+++ PROVIDED RECORDS

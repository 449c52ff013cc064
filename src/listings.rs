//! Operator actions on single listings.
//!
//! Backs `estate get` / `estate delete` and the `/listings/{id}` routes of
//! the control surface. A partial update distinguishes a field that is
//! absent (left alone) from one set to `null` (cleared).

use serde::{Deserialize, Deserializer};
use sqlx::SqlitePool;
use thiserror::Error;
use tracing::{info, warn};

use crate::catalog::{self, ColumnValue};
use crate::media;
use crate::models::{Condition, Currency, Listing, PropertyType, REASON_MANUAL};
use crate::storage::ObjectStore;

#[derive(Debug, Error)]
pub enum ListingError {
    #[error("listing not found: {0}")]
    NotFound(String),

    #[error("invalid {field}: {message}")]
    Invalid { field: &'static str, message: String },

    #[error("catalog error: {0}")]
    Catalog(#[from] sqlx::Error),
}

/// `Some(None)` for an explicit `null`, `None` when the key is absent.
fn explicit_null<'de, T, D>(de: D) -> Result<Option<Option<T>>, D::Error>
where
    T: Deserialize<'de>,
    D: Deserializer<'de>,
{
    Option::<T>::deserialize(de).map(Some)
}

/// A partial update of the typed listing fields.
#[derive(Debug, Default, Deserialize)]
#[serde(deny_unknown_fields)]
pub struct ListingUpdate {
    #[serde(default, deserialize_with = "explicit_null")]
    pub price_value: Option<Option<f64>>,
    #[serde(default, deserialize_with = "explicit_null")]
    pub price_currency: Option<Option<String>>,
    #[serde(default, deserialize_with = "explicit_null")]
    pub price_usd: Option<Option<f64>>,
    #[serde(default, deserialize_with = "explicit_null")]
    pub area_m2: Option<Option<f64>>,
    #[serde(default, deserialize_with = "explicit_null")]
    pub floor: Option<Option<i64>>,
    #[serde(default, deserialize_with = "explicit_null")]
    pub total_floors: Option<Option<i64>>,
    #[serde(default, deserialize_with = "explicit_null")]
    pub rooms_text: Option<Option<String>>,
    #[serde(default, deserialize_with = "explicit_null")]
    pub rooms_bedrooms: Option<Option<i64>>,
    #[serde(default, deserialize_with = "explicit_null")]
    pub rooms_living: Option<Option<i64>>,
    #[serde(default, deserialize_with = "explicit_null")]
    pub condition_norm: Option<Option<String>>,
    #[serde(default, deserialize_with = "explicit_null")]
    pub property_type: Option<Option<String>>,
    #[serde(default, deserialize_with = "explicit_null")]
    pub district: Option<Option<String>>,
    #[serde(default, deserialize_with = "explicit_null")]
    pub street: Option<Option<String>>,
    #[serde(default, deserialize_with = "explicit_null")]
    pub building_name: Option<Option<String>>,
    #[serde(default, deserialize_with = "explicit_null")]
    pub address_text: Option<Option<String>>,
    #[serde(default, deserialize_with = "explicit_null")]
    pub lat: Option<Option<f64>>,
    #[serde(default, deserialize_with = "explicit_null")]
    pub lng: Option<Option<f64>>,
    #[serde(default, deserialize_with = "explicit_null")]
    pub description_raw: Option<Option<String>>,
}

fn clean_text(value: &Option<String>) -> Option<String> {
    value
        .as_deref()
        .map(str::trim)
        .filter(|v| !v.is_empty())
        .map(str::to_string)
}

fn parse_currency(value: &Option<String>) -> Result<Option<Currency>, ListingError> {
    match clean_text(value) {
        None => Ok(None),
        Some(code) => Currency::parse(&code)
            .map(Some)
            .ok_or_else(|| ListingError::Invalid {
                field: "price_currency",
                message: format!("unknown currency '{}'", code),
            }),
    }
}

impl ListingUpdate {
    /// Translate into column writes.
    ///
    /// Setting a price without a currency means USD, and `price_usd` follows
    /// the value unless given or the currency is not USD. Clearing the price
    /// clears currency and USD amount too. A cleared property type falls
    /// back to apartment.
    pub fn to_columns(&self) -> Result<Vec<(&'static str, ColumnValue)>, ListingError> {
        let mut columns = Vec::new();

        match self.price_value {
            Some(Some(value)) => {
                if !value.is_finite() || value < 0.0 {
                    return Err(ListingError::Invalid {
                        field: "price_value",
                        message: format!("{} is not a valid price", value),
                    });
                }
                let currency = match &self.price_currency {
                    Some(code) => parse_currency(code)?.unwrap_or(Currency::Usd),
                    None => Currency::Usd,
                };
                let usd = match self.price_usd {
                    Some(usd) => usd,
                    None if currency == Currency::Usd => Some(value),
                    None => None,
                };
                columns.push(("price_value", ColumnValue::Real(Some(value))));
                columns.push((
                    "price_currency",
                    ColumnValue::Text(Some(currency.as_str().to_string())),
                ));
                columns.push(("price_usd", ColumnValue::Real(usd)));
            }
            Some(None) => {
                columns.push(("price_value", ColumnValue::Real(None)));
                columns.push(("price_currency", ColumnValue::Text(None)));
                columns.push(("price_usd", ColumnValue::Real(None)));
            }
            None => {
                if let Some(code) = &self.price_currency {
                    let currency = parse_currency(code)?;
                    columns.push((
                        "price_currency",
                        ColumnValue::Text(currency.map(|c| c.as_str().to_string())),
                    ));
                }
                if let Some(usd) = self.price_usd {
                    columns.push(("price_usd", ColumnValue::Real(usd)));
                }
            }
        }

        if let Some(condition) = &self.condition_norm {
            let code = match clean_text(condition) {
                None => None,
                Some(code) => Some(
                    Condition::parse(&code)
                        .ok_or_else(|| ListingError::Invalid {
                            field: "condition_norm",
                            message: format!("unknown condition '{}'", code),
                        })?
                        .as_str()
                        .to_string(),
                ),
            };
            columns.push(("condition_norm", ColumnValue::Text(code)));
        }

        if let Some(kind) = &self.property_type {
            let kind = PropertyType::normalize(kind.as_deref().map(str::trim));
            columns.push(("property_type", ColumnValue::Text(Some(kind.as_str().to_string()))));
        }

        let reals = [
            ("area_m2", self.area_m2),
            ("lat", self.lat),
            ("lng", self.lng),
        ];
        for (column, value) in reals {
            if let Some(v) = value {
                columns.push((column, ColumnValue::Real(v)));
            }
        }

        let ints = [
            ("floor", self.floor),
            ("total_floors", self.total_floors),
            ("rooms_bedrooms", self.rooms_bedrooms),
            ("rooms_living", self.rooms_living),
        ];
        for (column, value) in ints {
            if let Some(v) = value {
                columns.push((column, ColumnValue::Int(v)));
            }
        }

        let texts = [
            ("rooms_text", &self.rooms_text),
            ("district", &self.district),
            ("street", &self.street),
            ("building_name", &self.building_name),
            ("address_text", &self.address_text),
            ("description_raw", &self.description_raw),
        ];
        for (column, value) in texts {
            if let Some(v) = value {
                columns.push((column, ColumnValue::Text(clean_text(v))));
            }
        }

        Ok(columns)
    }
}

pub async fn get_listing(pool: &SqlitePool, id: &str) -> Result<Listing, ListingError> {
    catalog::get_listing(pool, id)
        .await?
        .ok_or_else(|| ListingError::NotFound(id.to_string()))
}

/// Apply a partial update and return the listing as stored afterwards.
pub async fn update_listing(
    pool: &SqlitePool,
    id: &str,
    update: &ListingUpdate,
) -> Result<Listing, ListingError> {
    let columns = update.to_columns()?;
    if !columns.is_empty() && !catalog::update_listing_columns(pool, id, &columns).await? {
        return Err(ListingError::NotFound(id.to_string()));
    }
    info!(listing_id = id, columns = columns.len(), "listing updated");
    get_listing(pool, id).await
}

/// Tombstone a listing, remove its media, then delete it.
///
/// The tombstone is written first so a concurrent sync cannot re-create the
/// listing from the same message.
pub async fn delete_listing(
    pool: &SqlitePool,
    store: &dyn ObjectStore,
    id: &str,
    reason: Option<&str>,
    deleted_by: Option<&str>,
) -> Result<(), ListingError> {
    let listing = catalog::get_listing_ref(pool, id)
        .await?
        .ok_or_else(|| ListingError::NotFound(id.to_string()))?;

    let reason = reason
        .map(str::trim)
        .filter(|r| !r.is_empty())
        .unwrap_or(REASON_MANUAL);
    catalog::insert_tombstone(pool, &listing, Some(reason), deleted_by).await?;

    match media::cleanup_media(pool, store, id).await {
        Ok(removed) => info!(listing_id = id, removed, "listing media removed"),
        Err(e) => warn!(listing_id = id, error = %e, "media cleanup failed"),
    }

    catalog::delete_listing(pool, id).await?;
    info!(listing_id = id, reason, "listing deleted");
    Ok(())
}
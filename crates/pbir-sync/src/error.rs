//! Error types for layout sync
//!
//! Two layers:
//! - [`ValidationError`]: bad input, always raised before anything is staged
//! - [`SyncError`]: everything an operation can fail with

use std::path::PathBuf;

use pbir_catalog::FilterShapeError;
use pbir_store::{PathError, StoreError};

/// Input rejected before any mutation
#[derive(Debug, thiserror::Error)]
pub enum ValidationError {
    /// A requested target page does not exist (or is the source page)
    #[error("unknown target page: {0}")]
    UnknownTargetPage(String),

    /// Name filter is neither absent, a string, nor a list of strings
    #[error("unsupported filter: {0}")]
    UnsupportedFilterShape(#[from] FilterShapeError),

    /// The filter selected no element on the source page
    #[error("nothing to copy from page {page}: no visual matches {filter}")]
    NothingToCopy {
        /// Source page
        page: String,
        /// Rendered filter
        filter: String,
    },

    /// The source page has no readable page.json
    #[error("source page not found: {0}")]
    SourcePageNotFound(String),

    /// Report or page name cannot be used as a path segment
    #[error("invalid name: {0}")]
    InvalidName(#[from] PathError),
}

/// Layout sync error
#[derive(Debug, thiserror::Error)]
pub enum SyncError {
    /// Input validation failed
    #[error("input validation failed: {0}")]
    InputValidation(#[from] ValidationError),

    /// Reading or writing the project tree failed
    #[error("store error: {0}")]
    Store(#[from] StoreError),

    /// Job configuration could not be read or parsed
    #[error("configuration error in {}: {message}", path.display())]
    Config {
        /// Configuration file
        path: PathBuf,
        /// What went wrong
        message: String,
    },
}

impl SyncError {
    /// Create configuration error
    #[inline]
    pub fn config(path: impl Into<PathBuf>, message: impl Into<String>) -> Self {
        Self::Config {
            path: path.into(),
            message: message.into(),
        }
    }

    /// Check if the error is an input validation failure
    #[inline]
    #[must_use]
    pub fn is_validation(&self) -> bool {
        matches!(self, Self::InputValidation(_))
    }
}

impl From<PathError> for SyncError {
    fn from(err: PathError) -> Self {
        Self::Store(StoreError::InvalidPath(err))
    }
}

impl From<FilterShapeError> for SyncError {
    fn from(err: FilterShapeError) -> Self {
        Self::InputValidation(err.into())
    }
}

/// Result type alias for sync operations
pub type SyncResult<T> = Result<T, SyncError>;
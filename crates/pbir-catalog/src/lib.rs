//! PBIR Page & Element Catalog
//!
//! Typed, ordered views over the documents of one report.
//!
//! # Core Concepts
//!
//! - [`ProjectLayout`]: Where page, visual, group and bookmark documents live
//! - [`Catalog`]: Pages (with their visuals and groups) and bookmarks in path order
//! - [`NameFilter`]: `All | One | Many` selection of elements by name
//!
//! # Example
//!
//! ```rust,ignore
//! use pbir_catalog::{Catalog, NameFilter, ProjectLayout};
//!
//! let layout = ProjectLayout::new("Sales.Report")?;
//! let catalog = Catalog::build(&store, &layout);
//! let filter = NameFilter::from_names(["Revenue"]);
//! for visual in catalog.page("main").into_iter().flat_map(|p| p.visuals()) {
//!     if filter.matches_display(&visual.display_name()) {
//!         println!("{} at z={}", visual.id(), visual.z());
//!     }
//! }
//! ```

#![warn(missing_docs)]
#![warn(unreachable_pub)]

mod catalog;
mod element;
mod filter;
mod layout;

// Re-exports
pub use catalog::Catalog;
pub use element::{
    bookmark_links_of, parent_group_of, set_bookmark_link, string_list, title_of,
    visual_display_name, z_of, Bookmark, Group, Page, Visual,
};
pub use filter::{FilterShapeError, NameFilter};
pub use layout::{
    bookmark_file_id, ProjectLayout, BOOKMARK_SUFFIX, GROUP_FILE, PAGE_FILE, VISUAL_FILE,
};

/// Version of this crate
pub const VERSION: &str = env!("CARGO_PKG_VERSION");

++++++
+++ PROVIDED RECORDS

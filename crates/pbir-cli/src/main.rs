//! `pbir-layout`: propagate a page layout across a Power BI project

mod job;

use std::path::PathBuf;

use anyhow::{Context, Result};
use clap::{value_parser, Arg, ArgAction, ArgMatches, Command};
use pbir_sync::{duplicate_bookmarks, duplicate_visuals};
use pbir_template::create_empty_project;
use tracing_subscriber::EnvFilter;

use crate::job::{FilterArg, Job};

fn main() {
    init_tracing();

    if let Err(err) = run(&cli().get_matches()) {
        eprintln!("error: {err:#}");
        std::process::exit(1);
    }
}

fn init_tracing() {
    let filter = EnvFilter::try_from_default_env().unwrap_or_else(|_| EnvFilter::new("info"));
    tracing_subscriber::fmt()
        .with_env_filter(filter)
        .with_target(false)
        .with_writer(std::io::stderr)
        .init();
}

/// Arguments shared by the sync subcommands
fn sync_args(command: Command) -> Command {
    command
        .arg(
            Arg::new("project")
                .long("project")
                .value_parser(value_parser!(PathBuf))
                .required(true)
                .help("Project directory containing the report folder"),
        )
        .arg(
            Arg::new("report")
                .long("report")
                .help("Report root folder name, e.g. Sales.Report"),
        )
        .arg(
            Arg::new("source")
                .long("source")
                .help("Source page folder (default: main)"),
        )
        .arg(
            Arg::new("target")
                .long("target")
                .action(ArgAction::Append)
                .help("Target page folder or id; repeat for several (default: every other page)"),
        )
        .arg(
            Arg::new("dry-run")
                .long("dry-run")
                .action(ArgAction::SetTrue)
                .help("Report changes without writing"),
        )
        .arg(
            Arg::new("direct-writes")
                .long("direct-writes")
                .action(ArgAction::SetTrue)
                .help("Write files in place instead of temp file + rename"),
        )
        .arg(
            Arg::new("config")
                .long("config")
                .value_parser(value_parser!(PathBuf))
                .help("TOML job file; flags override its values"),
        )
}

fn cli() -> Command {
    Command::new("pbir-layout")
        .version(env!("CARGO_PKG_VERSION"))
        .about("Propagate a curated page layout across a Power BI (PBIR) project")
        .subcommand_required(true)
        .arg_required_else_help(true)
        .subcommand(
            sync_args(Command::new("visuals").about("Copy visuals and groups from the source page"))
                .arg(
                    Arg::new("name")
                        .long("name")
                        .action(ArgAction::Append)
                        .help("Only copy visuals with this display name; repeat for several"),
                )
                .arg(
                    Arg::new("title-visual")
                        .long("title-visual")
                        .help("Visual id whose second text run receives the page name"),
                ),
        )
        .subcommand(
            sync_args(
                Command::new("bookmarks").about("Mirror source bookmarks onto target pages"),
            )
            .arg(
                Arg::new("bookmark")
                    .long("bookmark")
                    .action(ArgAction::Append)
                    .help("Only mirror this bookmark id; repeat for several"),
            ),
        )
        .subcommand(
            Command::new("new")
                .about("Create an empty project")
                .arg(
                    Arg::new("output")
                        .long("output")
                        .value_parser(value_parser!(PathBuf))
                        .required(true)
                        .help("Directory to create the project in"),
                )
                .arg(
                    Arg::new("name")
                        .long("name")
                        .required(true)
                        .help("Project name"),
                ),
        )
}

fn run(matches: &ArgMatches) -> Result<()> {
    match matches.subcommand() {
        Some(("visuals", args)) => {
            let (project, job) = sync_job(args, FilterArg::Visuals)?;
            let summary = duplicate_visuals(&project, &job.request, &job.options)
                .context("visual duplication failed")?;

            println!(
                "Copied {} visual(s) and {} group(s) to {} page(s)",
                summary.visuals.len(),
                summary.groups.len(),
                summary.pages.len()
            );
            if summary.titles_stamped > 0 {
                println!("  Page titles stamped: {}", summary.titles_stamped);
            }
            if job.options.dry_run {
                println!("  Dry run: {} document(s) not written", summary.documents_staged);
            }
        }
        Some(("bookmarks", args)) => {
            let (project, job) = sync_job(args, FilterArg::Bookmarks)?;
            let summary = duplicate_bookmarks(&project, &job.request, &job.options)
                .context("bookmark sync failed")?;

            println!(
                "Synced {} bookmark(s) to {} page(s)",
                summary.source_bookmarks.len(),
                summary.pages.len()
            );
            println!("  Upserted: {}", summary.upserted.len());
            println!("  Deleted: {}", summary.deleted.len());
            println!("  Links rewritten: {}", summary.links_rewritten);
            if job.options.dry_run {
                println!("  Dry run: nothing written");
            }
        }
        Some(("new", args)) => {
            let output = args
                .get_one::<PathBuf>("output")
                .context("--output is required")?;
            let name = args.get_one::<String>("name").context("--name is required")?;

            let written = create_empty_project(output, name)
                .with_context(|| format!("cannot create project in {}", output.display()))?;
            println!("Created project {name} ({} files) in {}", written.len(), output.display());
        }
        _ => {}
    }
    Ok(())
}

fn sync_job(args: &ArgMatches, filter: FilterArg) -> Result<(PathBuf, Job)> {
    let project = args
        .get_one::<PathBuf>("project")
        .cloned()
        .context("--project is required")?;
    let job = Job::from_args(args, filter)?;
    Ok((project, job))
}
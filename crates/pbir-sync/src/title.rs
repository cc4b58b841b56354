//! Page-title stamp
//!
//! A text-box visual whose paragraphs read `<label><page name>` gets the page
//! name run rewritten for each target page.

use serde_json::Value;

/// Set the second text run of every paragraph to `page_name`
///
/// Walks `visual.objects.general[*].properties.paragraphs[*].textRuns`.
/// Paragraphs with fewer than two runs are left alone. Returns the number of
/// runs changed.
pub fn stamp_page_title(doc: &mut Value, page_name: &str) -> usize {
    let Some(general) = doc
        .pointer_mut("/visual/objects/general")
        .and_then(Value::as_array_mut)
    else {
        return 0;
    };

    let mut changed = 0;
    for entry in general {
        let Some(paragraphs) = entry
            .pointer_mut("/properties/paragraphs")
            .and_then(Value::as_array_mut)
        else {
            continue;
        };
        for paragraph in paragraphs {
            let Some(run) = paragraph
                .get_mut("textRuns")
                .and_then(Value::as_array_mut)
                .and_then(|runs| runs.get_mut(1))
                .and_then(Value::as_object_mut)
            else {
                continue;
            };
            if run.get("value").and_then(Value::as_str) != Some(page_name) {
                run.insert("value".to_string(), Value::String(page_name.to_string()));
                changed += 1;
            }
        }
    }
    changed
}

++++++
+++ PROVIDED RECORDS

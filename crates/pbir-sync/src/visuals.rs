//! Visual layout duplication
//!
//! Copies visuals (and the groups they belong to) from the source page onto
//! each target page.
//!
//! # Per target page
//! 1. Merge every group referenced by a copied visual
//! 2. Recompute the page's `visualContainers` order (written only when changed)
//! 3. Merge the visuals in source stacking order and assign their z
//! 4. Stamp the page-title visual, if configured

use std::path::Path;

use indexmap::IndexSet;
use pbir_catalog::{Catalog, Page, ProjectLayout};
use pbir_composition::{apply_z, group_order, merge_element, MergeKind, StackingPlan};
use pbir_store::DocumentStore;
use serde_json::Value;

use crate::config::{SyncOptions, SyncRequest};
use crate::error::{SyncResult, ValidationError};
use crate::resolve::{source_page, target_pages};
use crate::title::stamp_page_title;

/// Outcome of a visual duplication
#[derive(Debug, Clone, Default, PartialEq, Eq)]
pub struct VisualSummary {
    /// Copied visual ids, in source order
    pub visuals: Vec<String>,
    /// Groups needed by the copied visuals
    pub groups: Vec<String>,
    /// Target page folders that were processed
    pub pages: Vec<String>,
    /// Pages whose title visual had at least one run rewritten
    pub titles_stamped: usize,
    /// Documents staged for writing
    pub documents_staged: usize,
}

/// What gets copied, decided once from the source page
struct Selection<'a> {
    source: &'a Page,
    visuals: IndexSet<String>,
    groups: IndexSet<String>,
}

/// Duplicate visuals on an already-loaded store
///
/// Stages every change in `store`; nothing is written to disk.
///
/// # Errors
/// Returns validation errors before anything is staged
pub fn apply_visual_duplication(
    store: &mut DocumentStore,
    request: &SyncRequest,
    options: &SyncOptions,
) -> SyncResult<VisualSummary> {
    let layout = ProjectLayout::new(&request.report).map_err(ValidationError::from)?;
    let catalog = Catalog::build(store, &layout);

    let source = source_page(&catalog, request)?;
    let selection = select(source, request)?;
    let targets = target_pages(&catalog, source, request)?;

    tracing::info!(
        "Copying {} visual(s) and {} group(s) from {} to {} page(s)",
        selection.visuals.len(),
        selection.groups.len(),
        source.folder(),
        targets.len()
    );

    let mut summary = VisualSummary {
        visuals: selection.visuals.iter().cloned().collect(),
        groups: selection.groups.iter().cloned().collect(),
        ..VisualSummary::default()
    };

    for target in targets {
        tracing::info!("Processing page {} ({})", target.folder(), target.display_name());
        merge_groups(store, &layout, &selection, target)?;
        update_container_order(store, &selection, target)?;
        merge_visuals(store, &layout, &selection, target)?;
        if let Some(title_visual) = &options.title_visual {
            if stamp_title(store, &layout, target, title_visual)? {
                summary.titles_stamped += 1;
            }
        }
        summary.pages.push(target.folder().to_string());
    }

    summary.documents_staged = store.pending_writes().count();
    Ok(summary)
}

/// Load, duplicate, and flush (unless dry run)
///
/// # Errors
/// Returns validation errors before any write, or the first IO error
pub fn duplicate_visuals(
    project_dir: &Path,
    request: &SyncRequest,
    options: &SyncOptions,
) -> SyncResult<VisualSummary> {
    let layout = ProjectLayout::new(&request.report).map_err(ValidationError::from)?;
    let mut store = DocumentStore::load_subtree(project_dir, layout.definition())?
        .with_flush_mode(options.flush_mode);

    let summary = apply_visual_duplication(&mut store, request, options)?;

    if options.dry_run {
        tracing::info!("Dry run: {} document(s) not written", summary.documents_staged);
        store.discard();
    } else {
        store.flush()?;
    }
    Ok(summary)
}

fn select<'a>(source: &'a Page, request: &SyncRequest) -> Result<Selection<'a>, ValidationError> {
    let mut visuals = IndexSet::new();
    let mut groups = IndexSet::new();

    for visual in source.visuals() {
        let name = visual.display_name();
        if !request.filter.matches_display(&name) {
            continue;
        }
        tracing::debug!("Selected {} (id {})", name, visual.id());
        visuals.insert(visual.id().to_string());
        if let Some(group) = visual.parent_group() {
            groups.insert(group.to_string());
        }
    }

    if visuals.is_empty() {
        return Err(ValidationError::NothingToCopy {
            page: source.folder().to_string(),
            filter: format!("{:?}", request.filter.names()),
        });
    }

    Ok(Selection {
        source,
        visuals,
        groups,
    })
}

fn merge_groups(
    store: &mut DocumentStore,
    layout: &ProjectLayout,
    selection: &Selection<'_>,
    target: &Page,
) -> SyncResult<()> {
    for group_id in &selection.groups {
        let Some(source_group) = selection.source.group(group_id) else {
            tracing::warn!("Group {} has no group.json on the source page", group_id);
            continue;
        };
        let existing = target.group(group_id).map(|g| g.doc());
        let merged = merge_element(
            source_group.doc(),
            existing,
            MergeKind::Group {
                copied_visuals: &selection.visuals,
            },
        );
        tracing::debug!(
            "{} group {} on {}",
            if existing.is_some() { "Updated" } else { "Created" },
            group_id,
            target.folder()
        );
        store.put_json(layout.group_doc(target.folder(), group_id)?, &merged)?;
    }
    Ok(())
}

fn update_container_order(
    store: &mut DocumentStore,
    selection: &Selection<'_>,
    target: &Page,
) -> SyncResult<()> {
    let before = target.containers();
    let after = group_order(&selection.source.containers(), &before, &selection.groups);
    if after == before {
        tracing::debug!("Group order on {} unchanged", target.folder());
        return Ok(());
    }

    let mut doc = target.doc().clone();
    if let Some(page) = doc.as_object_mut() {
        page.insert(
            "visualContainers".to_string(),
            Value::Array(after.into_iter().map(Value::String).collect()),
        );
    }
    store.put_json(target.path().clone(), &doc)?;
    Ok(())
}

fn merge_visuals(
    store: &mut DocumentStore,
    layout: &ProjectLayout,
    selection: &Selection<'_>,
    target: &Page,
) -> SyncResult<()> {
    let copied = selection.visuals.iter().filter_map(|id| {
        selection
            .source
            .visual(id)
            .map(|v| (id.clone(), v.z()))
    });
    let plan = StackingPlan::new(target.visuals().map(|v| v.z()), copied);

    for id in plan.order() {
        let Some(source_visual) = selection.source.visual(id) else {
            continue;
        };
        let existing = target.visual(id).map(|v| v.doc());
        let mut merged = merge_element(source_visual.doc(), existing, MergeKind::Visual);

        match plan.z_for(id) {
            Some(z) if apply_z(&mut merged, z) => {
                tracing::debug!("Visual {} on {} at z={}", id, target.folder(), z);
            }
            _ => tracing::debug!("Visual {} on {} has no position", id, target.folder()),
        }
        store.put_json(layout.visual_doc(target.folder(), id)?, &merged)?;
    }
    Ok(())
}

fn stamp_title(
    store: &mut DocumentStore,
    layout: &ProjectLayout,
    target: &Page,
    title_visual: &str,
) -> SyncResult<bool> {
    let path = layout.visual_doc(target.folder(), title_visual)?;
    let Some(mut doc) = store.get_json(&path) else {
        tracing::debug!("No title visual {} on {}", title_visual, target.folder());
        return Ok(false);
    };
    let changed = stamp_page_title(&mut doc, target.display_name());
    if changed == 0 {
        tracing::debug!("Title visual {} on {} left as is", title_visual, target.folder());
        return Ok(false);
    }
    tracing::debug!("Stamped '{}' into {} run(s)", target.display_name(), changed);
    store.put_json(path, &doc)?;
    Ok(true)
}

++++++

* **BRIEF**
What is needed is every line of the records that contains the word "properties".

* **SOLVED EXERCISE**
/// Walks `visual.objects.general[*].properties.paragraphs[*].textRuns`.
            .pointer_mut("/properties/paragraphs")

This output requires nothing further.